In particular, I have been working towards the unification of two different mathematical formalisms coupled-cluster theory and Green’s function theory. Coupled-cluster theory is the ‘gold standard’ method used to perform highly accurate quantum-chemical and nuclear calculations of ground state correlation effects. However, it introduces a non-Hermitian Hamiltonian to account for complicated quantum many-body entanglement while maintaining computational tractability. The Green’s function formalism, rooted in the conventional Hermitian theory, is the preferred method employed by condensed matter theorists to understand excited-state many-body correlation. In my latest work, I have made significant progress to unify coupled-cluster theory with the Green’s function formalism by extending the Green’s function formalism to account for non-Hermitian interactions [1]. My findings represent significant theoretical contributions to our understanding of quantum many-body correlation and will also provide a basis for new and improved algorithms for the computation of ground and excited state electronic and nuclear correlation effects present in molecules, materials and infinite nuclear matter.

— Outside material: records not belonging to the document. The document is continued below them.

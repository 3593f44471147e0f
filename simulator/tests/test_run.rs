mod aux;

use std::sync::{Arc, mpsc};

use aux::{catalog_builder, defend, small_catalog, special_room, strike};
use gamedata::Catalog;
use models::v1::{Rarity, RarityWeights, SpecialRoomAction};
use rstest::rstest;
use simulator::{
    Autopilot, DispatchableEvent, DungeonRun, RunAction, RunConfig, RunOutcome, RunStage,
    SaveStore, new_save,
};

fn fast_config() -> RunConfig {
    RunConfig {
        frame_delta: 0.1,
        pause_seconds: 0.2,
        ..Default::default()
    }
}

fn new_run(catalog: Arc<Catalog>, config: RunConfig, name: &str) -> DungeonRun {
    let save = new_save(name, &catalog, &config);
    DungeonRun::new(catalog, config, save)
}

#[rstest]
fn test_autopilot_clears_the_dungeon() -> Result<(), Box<dyn std::error::Error>> {
    let dir = tempfile::tempdir()?;
    let store = SaveStore::new(dir.path());
    let catalog = Arc::new(small_catalog());
    let mut run = new_run(Arc::clone(&catalog), fast_config(), "autopilot").with_store(store.clone());

    let outcome = Autopilot.play_to_end(&mut run, 200_000)?;
    let RunOutcome::Victory(summary) = &outcome else {
        panic!("expected a victory, got {outcome}");
    };
    assert_eq!(summary.rooms_cleared, catalog.boss_room_index() + 1);
    assert_eq!(summary.rooms_visited.len(), 6);
    assert_eq!(summary.rooms_visited[0], "Room 1");
    assert_eq!(summary.rooms_visited[5], "Throne");
    assert_eq!(summary.deck_size, 5 + 5);
    assert!(run.is_finished());
    assert!(matches!(run.stage(), RunStage::Finished));
    assert!(!store.exists("autopilot")?);

    run.tick(0.1, None)?;
    assert_eq!(run.outcome(), Some(&outcome));
    Ok(())
}

#[rstest]
fn test_same_save_name_replays_the_same_run() -> Result<(), Box<dyn std::error::Error>> {
    let catalog = Arc::new(small_catalog());
    let mut first = new_run(Arc::clone(&catalog), fast_config(), "replay");
    let mut second = new_run(Arc::clone(&catalog), fast_config(), "replay");
    let a = Autopilot.play_to_end(&mut first, 200_000)?;
    let b = Autopilot.play_to_end(&mut second, 200_000)?;
    assert_eq!(a, b);
    Ok(())
}

#[rstest]
fn test_start_persists_and_builds_the_first_combat() -> Result<(), Box<dyn std::error::Error>> {
    let dir = tempfile::tempdir()?;
    let store = SaveStore::new(dir.path());
    let catalog = Arc::new(small_catalog());
    let (tx, rx) = mpsc::channel();
    let mut run = new_run(Arc::clone(&catalog), fast_config(), "fresh")
        .with_store(store.clone())
        .with_channel(tx);
    run.start()?;

    assert_eq!(store.load("fresh")?, *run.save());
    let combat = run.combat().ok_or("first room is a combat")?;
    assert_eq!(combat.deck.len(), run.save().cards.len());
    assert_eq!(combat.deck.hand.len(), 5);
    assert_eq!(combat.mana, 3);
    assert_eq!(run.scene().hand_order().len(), 5);
    assert!(run.scene().enemy_entity(simulator::EnemyId(0)).is_some());

    match rx.try_recv()? {
        DispatchableEvent::RoomEntered(0, name) => assert_eq!(name, "Room 1"),
        other => panic!("unexpected event {other:?}"),
    }

    run.tick(0.1, None)?;
    assert!(!run.frame().is_empty());
    Ok(())
}

#[rstest]
fn test_abandon_deletes_the_save() -> Result<(), Box<dyn std::error::Error>> {
    let dir = tempfile::tempdir()?;
    let store = SaveStore::new(dir.path());
    let mut run = new_run(Arc::new(small_catalog()), fast_config(), "quitter")
        .with_store(store.clone());
    run.start()?;
    assert!(store.exists("quitter")?);

    let outcome = run.abandon()?;
    assert!(matches!(outcome, RunOutcome::Abandoned(_)));
    assert_eq!(outcome.inner_ref().rooms_cleared, 0);
    assert!(!store.exists("quitter")?);
    assert_eq!(run.abandon()?, outcome);
    Ok(())
}

#[rstest]
fn test_resumed_save_starts_at_its_room() -> Result<(), Box<dyn std::error::Error>> {
    let catalog = Arc::new(small_catalog());
    let config = fast_config();
    let mut save = new_save("veteran", &catalog, &config);
    save.room_index = catalog.boss_room_index();
    save.player_health = 55;
    let mut run = DungeonRun::new(catalog, config, save);
    run.start()?;
    assert!(run.is_boss_room());
    assert_eq!(run.rooms_visited(), ["Throne".to_string()]);
    let combat = run.combat().ok_or("boss room is a combat")?;
    assert_eq!(combat.player.vitals.health.current(), 55);
    Ok(())
}

#[rstest]
fn test_special_room_removal_then_reward() -> Result<(), Box<dyn std::error::Error>> {
    let bargain = SpecialRoomAction {
        name: "Bargain".to_string(),
        change_health: -10,
        remove_card_count: 1,
        reward_card_count: 1,
        change_mana_permanent: 1,
        ..Default::default()
    };
    let catalog = Arc::new(
        catalog_builder(vec![strike(), defend()])
            .special_room(special_room("Market", Rarity::Common, vec![bargain]))
            .build()?,
    );
    let config = RunConfig {
        special_room_chance: 1.0,
        rarity_weights: RarityWeights {
            common: 1,
            uncommon: 0,
            rare: 0,
        },
        reward_card_count: 1,
        ..fast_config()
    };
    let mut save = new_save("trader", &catalog, &config);
    save.room_index = 2;
    let (tx, rx) = mpsc::channel();
    let mut run = DungeonRun::new(Arc::clone(&catalog), config, save).with_channel(tx);
    run.start()?;
    assert!(matches!(run.stage(), RunStage::Special(room) if room.name == "Market"));

    run.tick(0.1, Some(RunAction::ChooseAction(3)))?;
    assert!(matches!(run.stage(), RunStage::Special(_)));

    run.tick(0.1, Some(RunAction::ChooseAction(0)))?;
    assert_eq!(run.save().player_health, 90);
    assert_eq!(run.save().player_base_mana, 4);
    let RunStage::RemovingCards { removal, .. } = run.stage() else {
        panic!("expected card removal, got {}", run.stage());
    };
    assert_eq!(removal.choices.len(), 5);
    assert_eq!(run.scene().choice_entities().len(), 5);

    run.tick(0.1, Some(RunAction::RemoveCard(Some(0))))?;
    assert_eq!(run.save().cards.len(), 4);
    let RunStage::ChoosingReward(cards) = run.stage() else {
        panic!("expected a reward, got {}", run.stage());
    };
    assert_eq!(cards.len(), 1);

    run.tick(0.1, Some(RunAction::ChooseReward(Some(0))))?;
    assert_eq!(run.save().cards.len(), 5);
    assert_eq!(run.save().room_index, 3);

    let events: Vec<DispatchableEvent> = rx.try_iter().collect();
    assert!(events.iter().any(|e| matches!(e, DispatchableEvent::Warning(_))));
    assert!(events.iter().any(|e| matches!(e, DispatchableEvent::CardRemoved(_))));
    assert!(events.iter().any(|e| matches!(e, DispatchableEvent::RewardChosen(Some(_)))));
    assert!(
        events
            .iter()
            .any(|e| matches!(e, DispatchableEvent::RoomEntered(3, _)))
    );
    Ok(())
}

#[rstest]
fn test_special_room_never_kills() -> Result<(), Box<dyn std::error::Error>> {
    let ritual = SpecialRoomAction {
        name: "Ritual".to_string(),
        change_health: -500,
        ..Default::default()
    };
    let catalog = Arc::new(
        catalog_builder(vec![strike(), defend()])
            .special_room(special_room("Altar", Rarity::Common, vec![ritual]))
            .build()?,
    );
    let config = RunConfig {
        special_room_chance: 1.0,
        rarity_weights: RarityWeights {
            common: 1,
            uncommon: 0,
            rare: 0,
        },
        ..fast_config()
    };
    let mut save = new_save("pilgrim", &catalog, &config);
    save.room_index = 2;
    let mut run = DungeonRun::new(catalog, config, save);
    run.start()?;
    run.tick(0.1, Some(RunAction::ChooseAction(0)))?;
    assert_eq!(run.save().player_health, 1);
    assert_eq!(run.save().room_index, 3);
    Ok(())
}

#[rstest]
fn test_failed_reward_roll_keeps_the_won_room() -> Result<(), Box<dyn std::error::Error>> {
    let catalog = Arc::new(small_catalog());
    let config = RunConfig {
        reward_card_count: 1000,
        ..fast_config()
    };
    let (tx, rx) = mpsc::channel();
    let mut run = new_run(Arc::clone(&catalog), config, "autopilot").with_channel(tx);
    let starting_deck = run.save().cards.len();

    let error = Autopilot
        .play_to_end(&mut run, 200_000)
        .err()
        .ok_or("the reward roll should fail")?;
    assert!(format!("{error:#}").contains("only 4 exist"));
    assert_eq!(run.save().room_index, 0);
    assert_eq!(run.save().cards.len(), starting_deck);
    assert!(matches!(run.stage(), RunStage::Combat(combat) if combat.is_finished()));
    assert!(
        rx.try_iter()
            .any(|e| matches!(e, DispatchableEvent::Error(msg) if msg.contains("only 4 exist")))
    );

    assert!(run.tick(0.1, None).is_err());
    assert_eq!(run.rooms_visited().len(), 1);
    assert_eq!(run.save().room_index, 0);
    assert!(matches!(run.stage(), RunStage::Combat(combat) if combat.is_finished()));
    Ok(())
}

#[rstest]
fn test_failed_reward_roll_leaves_special_room_untouched() -> Result<(), Box<dyn std::error::Error>> {
    let hoard = SpecialRoomAction {
        name: "Hoard".to_string(),
        change_health: -10,
        reward_card_count: 1000,
        change_mana_permanent: 1,
        ..Default::default()
    };
    let catalog = Arc::new(
        catalog_builder(vec![strike(), defend()])
            .special_room(special_room("Vault", Rarity::Common, vec![hoard]))
            .build()?,
    );
    let config = RunConfig {
        special_room_chance: 1.0,
        rarity_weights: RarityWeights {
            common: 1,
            uncommon: 0,
            rare: 0,
        },
        ..fast_config()
    };
    let mut save = new_save("hoarder", &catalog, &config);
    save.room_index = 2;
    let mut run = DungeonRun::new(catalog, config, save);
    run.start()?;

    for _ in 0..2 {
        assert!(run.tick(0.1, Some(RunAction::ChooseAction(0))).is_err());
        assert_eq!(run.save().player_health, 100);
        assert_eq!(run.save().player_base_mana, 3);
        assert_eq!(run.save().room_index, 2);
        assert!(matches!(run.stage(), RunStage::Special(room) if room.name == "Vault"));
    }
    Ok(())
}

I have also been working towards understanding novel mechanisms of superconductivity. My work, in collaboration with Professor Antonios Alvertis at UT Austin, demonstrates how to include electron-phonon coupling within the non-adiabatic limit, thereby predicting and explaining the emergence of superconductivity in a broad range of materials. The mechanism behind electron pairing in SrTiO3 has remained a subject of debate and is one of the oldest unsolved issues in Condensed Matter Physics. My recent preprint (currently in review) is the first time that a theoretical study proposes a mechanism for the superconductivity of SrTiO3 entirely from first quantum mechanical principles, without relying on any adjustable parameters, since the discovery of superconductivity in this system in 1964 [2]. This work will hopefully pave the way towards the exploration and explanation of high temperature superconductivity in a wide range of new materials.
[1] Coveney & Tew, https://doi.org/10.48550/arXiv.2503.06586, (2025).
[2] Coveney, Tubman, Hsu, Montoya-Castillo, Filip, Neaton, Li, Vlcek & Alvertis, https://doi.org/10.48550/arXiv.2501.17230 (2025).